Loman ist ein alternder und glückloser Verkäufer, der sich in Lebenslügen verfangen hat und am Ende keinen anderen Ausweg als den Tod sieht. Ausbleibender Erfolg und nicht zu besiegende Ideale haben ihn zermürbt. Falsche Vergleiche, verendete Träume und das zerbrochene Vertrauen seines Sohnes ihm schließlich allen Mut genommen.
Arthur Miller zeichnete den beklemmenden Aufriss eines einsamen Strebens und Lebens. Und eines unvermeidbaren Todes.
1985 wurde die Geschichte von Volker Schlöndorff mit einem großartigen Dustin Hoffmann in der Hauptrolle verfilmt. Ich war noch Schüler als ich die Adoption des Bühnenstücks zum ersten Mal gesehen habe und es mit Willy Loman zu tun bekam. Seitdem ist er immer in der Nähe geblieben.

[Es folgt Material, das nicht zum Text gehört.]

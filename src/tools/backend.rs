//! Tool traits and the shared error type.
//!
//! [`MetadataReader`] is the seam to the EXIF extractor and [`JpegTransform`]
//! the seam to the lossless JPEG transformer. Production code uses
//! [`ExifTool`](super::ExifTool) and [`Jpegtran`](super::Jpegtran); tests use
//! the recording mocks in [`tests`].

use crate::metadata::RawTags;
use std::path::Path;
use thiserror::Error;

#[derive(Error, Debug)]
pub enum ToolError {
    #[error("could not start {tool}: {source}")]
    Spawn {
        tool: String,
        #[source]
        source: std::io::Error,
    },
    #[error("{tool} failed ({status}): {stderr}")]
    Failed {
        tool: String,
        status: String,
        stderr: String,
    },
    #[error("IO error talking to external tool: {0}")]
    Io(#[from] std::io::Error),
    #[error("unexpected output from {tool}: {detail}")]
    Protocol { tool: String, detail: String },
}

/// Reads and writes EXIF tags of a single file.
///
/// Tag names are group-qualified (`EXIF:GPSLatitude`). Tags the file does not
/// carry are simply absent from the returned map; a file the extractor cannot
/// read yields an empty map rather than an error.
pub trait MetadataReader {
    fn read_tags(&mut self, path: &Path, tags: &[&str]) -> Result<RawTags, ToolError>;

    /// Overwrite tags in place, e.g. `[("Orientation", "1")]`.
    fn write_tags(&mut self, path: &Path, assignments: &[(&str, &str)])
    -> Result<(), ToolError>;
}

/// Losslessly transforms a JPEG into a new file.
///
/// `operation` is the transformer's own argument list (`["-rotate", "90"]`).
/// The source must never be modified; `output` is only valid on `Ok`.
pub trait JpegTransform {
    fn transform(&self, source: &Path, output: &Path, operation: &[&str])
    -> Result<(), ToolError>;
}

In meinem Bücherregal steht, seit einer gefühlten Ewigkeit, in vorderster Platzierung eine Reclam-Ausgabe des Klassikers. Das Büchlein ist komplett mit transparentem Klebeband eingetaped, so dass es nicht mehr zu öffnen ist. Wann ich das getan habe, ist für mich nicht mehr nachzuvollziehen. Und warum? Sicher ist nur, dass der Stoff für mich zu allen Zeiten sehr bewegend war.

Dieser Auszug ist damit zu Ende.